Family of American man believed to be held by Taliban asks the UN torture investigator for help

WASHINGTON — Lawyers for an American believed to have been held by the Taliban for nearly two years are asking a United Nations human rights investigator to intervene, citing what they say is cruel and inhumane treatment.

Ryan Corbett was kidnapped on August 10, 2022, after returning to Afghanistan, where he and his family lived at the time of the collapse of the US-based government there a year earlier. He arrived on a valid 12-month visa to pay and train staff as part of a business venture he led aimed at promoting Afghanistan’s private sector through consultancy services and loans.

Corbett has since been bounced between multiple prisons, although his lawyers say he has not been seen by anyone other than the people he was held with since December last year.

In a petition sent Thursday, Corbett’s lawyers say he has been threatened with physical violence and torture, is malnourished and has no medical care. He is in solitary confinement, including in a basement cell with virtually no sunlight or exercise, and his physical and mental health has deteriorated significantly, the lawyers say.

Corbett has been able to speak to his family by phone five times since his arrest, including last month. His family has not been able to see him — his only visits have been two third-party check-ins — and their characterizations of his abuse are based on stories from recently released inmates who were with him and his openly discouraged tone in his speech. conversations.

“During Mr. Corbett’s most recent telephone conversation with his wife and children, Mr. Corbett indicated that the mental torture and fear had caused him to lose all hope,” said the petition, signed by the Corbett family’s lawyers, Ryan Fayhee and Kate Gibson.

The petition is addressed to Alice Edwards, an independent human rights researcher and the Special Rapporteur on Torture at the Office of the UN High Commissioner for Human Rights. It calls on Edwards, who has been appointed by the UN Human Rights Council, to “urgently reach out to the Taliban to secure Mr Corbett’s immediate release and freedom from torture as guaranteed by international law.”

“This situation is dragging on, and I am becoming increasingly concerned and taking steps that I hope will make a difference and help the situation – I am just becoming increasingly concerned and panicked about the deteriorating health and physical and mental Ryan’s health,” said Corbett’s wife Anna. said in an interview. “And that led me to take this next step.”

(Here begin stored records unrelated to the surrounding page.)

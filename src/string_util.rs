// Copyright (C) 2025 The phonemask Authors
//
// Licensed under the Apache License, Version 2.0 (the "License");
// you may not use this file except in compliance with the License.
// You may obtain a copy of the License at
//
// http://www.apache.org/licenses/LICENSE-2.0
//
// Unless required by applicable law or agreed to in writing, software
// distributed under the License is distributed on an "AS IS" BASIS,
// WITHOUT WARRANTIES OR CONDITIONS OF ANY KIND, either express or implied.
// See the License for the specific language governing permissions and
// limitations under the License.

/// Drops one leading `+`, if present.
pub fn strip_plus(s: &str) -> &str {
    s.strip_prefix('+').unwrap_or(s)
}

/// Checks whether `haystack` contains `lower_needle`, comparing
/// `haystack` in lower case. The needle must already be lower-cased.
pub fn contains_ignore_case(haystack: &str, lower_needle: &str) -> bool {
    if lower_needle.is_empty() {
        return true;
    }
    haystack.to_lowercase().contains(lower_needle)
}
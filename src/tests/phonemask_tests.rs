use std::borrow::Cow;

use super::{init_logging, region_code::RegionCode};
use crate::{
    ParsedPhoneNumber, build_international,
    catalog::{COUNTRY_CATALOG, CountryRecord},
    detect_country_from_input, digits_only, display_value, format, is_complete,
    is_within_length, parse, remap_cursor, sanitize_input,
};

const BR_FORMAT: &str = "(##) #####-####";

fn country(code: &str) -> &'static CountryRecord {
    COUNTRY_CATALOG.find_by_code(code).unwrap()
}

fn parsed(dial_code: &str, national_number: &str, is_international: bool) -> ParsedPhoneNumber {
    ParsedPhoneNumber::new(dial_code.to_owned(), national_number.to_owned(), is_international)
}

#[test]
fn digits_only_keeps_ascii_digits_in_order() {
    assert_eq!(digits_only(""), "");
    assert_eq!(digits_only("(11) 99999-8888"), "11999998888");
    assert_eq!(digits_only("abc"), "");
    assert_eq!(digits_only("+55 ١٢ 3"), "553");
}

#[test]
fn digits_only_is_idempotent() {
    let inputs = ["", "+55 (11) 9", "abc", "１２３45", "0-0-0", "☎️ 555"];
    for input in inputs {
        let once = digits_only(input);
        let twice = digits_only(&once);
        assert_eq!(once, twice);
        assert!(matches!(twice, Cow::Borrowed(_)));
    }
}

#[test]
fn format_complete_number() {
    assert_eq!(format("11999998888", BR_FORMAT), "(11) 99999-8888");
    assert_eq!(format("5551234567", country(RegionCode::us()).format), "(555) 123-4567");
    assert_eq!(format("9123456789", country(RegionCode::ru()).format), "(912) 345-67-89");
    assert_eq!(format("612345678", "# ## ## ## ##"), "6 12 34 56 78");
}

#[test]
fn format_partial_number_omits_trailing_literals() {
    assert_eq!(format("119999", BR_FORMAT), "(11) 9999");
    assert_eq!(format("119", BR_FORMAT), "(11) 9");
    assert_eq!(format("11", BR_FORMAT), "(11");
    assert_eq!(format("1", BR_FORMAT), "(1");
    assert_eq!(format("1199999", BR_FORMAT), "(11) 99999");
}

#[test]
fn format_reformats_formatted_input() {
    assert_eq!(format("(11) 9999", BR_FORMAT), "(11) 9999");
    assert_eq!(format("(11) 99999-88", BR_FORMAT), "(11) 99999-88");
    assert_eq!(format("11-99999 8888", BR_FORMAT), "(11) 99999-8888");
}

#[test]
fn format_drops_surplus_digits() {
    assert_eq!(format("119999988881234", BR_FORMAT), "(11) 99999-8888");
}

#[test]
fn format_degenerate_inputs() {
    assert_eq!(format("", BR_FORMAT), "");
    assert_eq!(format("abc", ""), "abc");
    assert!(matches!(format("abc", ""), Cow::Borrowed("abc")));
    assert_eq!(format("abc", BR_FORMAT), "");
    assert_eq!(format("123", "##--##"), "12--3");
}

#[test]
fn format_grows_until_plateau() {
    let digits = "119999988881234";
    let mut previous_len = 0;
    for taken in 0..=digits.len() {
        let formatted = format(&digits[..taken], BR_FORMAT);
        assert!(formatted.len() >= previous_len);
        if taken >= 11 {
            assert_eq!(formatted, "(11) 99999-8888");
        }
        previous_len = formatted.len();
    }
}

#[test]
fn remap_cursor_follows_digits() {
    assert_eq!(remap_cursor("119", "(11) 9", 3), 6);
    assert_eq!(remap_cursor("119", "(11) 9", 2), 3);
    // Typing a digit right after the separator.
    assert_eq!(remap_cursor("(11) 59999-8", "(11) 59999-8", 6), 6);
    // Backspace over the closing parenthesis.
    assert_eq!(remap_cursor("(11 9999", "(11) 9999", 3), 3);
}

#[test]
fn remap_cursor_without_drift_on_identical_text() {
    let text = "(11) 99999-8888";
    let chars: Vec<char> = text.chars().collect();
    for cursor in 0..=chars.len() {
        if cursor == 0 || chars[cursor - 1].is_ascii_digit() {
            assert_eq!(remap_cursor(text, text, cursor), cursor, "cursor {}", cursor);
        }
    }
    // Positions after a separator snap back to the preceding digit.
    assert_eq!(remap_cursor(text, text, 5), 3);
}

#[test]
fn remap_cursor_edge_cases() {
    // Fewer digits in the new text: end of string.
    assert_eq!(remap_cursor("(11) 99999", "(11) 9", 10), 6);
    // Cursor past the end of the old text.
    assert_eq!(remap_cursor("119", "(11) 9", 99), 6);
    // No digit before the cursor.
    assert_eq!(remap_cursor("(1", "(1", 1), 0);
    assert_eq!(remap_cursor("(", "(", 1), 1);
    assert_eq!(remap_cursor("", "", 0), 0);
    assert_eq!(remap_cursor("ab", "ab", 0), 2);
}

#[test]
fn is_complete_requires_exact_length() {
    assert!(is_complete("11999998888", 11));
    assert!(!is_complete("1199999", 11));
    assert!(is_complete("(11) 99999-8888", 11));
    assert!(!is_complete("119999988881", 11));
    assert!(!is_complete("", 11));
    assert!(!is_complete("", 0));
}

#[test]
fn is_within_length_bounds() {
    assert!(!is_within_length("", 11));
    assert!(!is_within_length("abc", 11));
    assert!(is_within_length("1", 11));
    assert!(is_within_length("(11) 99999-8888", 11));
    assert!(!is_within_length("119999988889", 11));
}

#[test]
fn parse_empty_input() {
    assert_eq!(parse("", "+55"), parsed("+55", "", false));
    assert_eq!(parse("abc", "+55"), parsed("+55", "", false));
    assert_eq!(parse("+", "+55"), parsed("+55", "", false));
}

#[test]
fn parse_national_number_keeps_default_dial_code() {
    init_logging();
    assert_eq!(parse("11999998888", "+55"), parsed("+55", "11999998888", false));
    assert_eq!(parse("(11) 99999-8888", "+55"), parsed("+55", "11999998888", false));
}

#[test]
fn parse_international_number() {
    init_logging();
    assert_eq!(parse("+55 119999", "+1"), parsed("+55", "119999", true));
    assert_eq!(parse("+7 123456", "+55"), parsed("+7", "123456", true));
}

#[test]
fn parse_prefers_longest_dial_code() {
    init_logging();
    // The split does not consult known dial codes: four digits are taken as
    // soon as six remain, even though +55 is the real dial code here.
    assert_eq!(parse("+5511999998888", "+55"), parsed("+5511", "999998888", true));
    assert_eq!(parse("+1 555 123 4567", "+55"), parsed("+1555", "1234567", true));
    assert_eq!(parse("   +44 7911 123456", "+55"), parsed("+4479", "11123456", true));
}

#[test]
fn parse_long_input_without_plus_is_international() {
    assert_eq!(parse("551199999888", "+1"), parsed("+5511", "99999888", true));
}

#[test]
fn parse_short_international_input_falls_back() {
    assert_eq!(parse("+12345", "+55"), parsed("+55", "12345", false));
}

#[test]
fn parse_round_trips_six_digit_national_numbers() {
    for country in COUNTRY_CATALOG.iter() {
        let built = build_international(country.dial_code, "123-456");
        let result = parse(&built, country.dial_code);
        assert_eq!(result.national_number, "123456", "{}", country.code);
        assert_eq!(result.dial_code, country.dial_code);
        assert!(result.is_international);
    }
}

#[test]
fn parse_does_not_round_trip_longer_national_numbers() {
    let built = build_international("+55", "11999998888");
    let result = parse(&built, "+55");
    assert_ne!(result.national_number, "11999998888");
    assert_eq!(result.dial_code, "+5511");
}

#[test]
fn build_international_joins_digits() {
    assert_eq!(build_international("55", "11999998888"), "+5511999998888");
    assert_eq!(build_international("+55", "(11) 99999-8888"), "+5511999998888");
    assert_eq!(build_international("+1", "555 123 4567"), "+15551234567");
    assert_eq!(build_international("", "123"), "");
    assert_eq!(build_international("+55", ""), "");
    assert_eq!(build_international("+55", "abc"), "+55");
}

#[test]
fn sanitize_input_keeps_phone_characters() {
    assert!(matches!(sanitize_input("+55 (11) 9999-8888"), Cow::Borrowed(_)));
    assert_eq!(sanitize_input("11a9.9#"), "1199");
    assert_eq!(sanitize_input(""), "");
    assert_eq!(sanitize_input("\t1"), "\t1");
    assert_eq!(sanitize_input("１２"), "");
    assert_eq!(sanitize_input("☎️ +1"), " +1");
}

#[test]
fn detect_country_from_international_input() {
    init_logging();
    let countries = COUNTRY_CATALOG.countries();
    let detect = |text| detect_country_from_input(text, countries).map(|country| country.code);

    assert_eq!(detect("+55 11"), Some(RegionCode::br()));
    assert_eq!(detect("+1 555"), Some(RegionCode::us()));
    assert_eq!(detect("+351 912"), Some(RegionCode::pt()));
    assert_eq!(detect("+7 912"), Some(RegionCode::ru()));
    assert_eq!(detect("+254 712"), Some(RegionCode::ke()));
    assert_eq!(detect("+971"), Some(RegionCode::ae()));
    assert_eq!(detect("447911123456"), Some(RegionCode::gb()));
}

#[test]
fn detect_country_from_input_needs_international_input() {
    let countries = COUNTRY_CATALOG.countries();
    assert!(detect_country_from_input("", countries).is_none());
    assert!(detect_country_from_input("5511999", countries).is_none());
    assert!(detect_country_from_input("+3", countries).is_none());
    assert!(detect_country_from_input("+999", countries).is_none());
    assert!(detect_country_from_input("+55", &[]).is_none());
}

#[test]
fn detect_country_from_input_respects_list_order() {
    let countries = [*country(RegionCode::ca()), *country(RegionCode::us())];
    let detected = detect_country_from_input("+1 416", &countries).unwrap();
    assert_eq!(detected.code, RegionCode::ca());
}

#[test]
fn display_value_composition() {
    assert_eq!(display_value("+55", "(11) 99999-8888", true), "+55 (11) 99999-8888");
    assert_eq!(display_value("+55", "(11) 99999-8888", false), "(11) 99999-8888");
    assert_eq!(display_value("+55", "", true), "");
    assert_eq!(display_value("+55", "", false), "");
}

The U.S. government is working separately to bring Corbett home and has classified him as wrongfully detained. A State Department spokesperson told reporters last month that officials had consistently pushed for Corbett’s release and were “using every lever we could to try to bring Ryan and these other wrongfully detained Americans home from Afghanistan.”

A spokesman for the Ministry of Interior in Afghanistan said this week that it had no knowledge of Corbett’s case.

Corbett, of Dansville, New York, first visited Afghanistan in 2006 and moved there with his family in 2010, where he oversaw several nongovernmental organizations.

The family was forced to leave Afghanistan in August 2021 when the Taliban captured Kabul, but he returned in January so he could renew his business visa. Given the instability on the ground, the family discussed the trip and “we were all quite nervous,” Corbett’s wife said.

But after that first uneventful trip, he returned to the country in August 2022 to train and pay his staff and resume a business venture that included consulting services, microfinance loans and evaluating international development projects.

During a trip to the northern province of Jawzjan, Corbett and a Western colleague were confronted by armed members of the Taliban and were taken first to a police station and later to an underground prison.

Anna Corbett said when she heard her husband had been taken to a police station she became “really scared” but was optimistic the situation would be resolved quickly.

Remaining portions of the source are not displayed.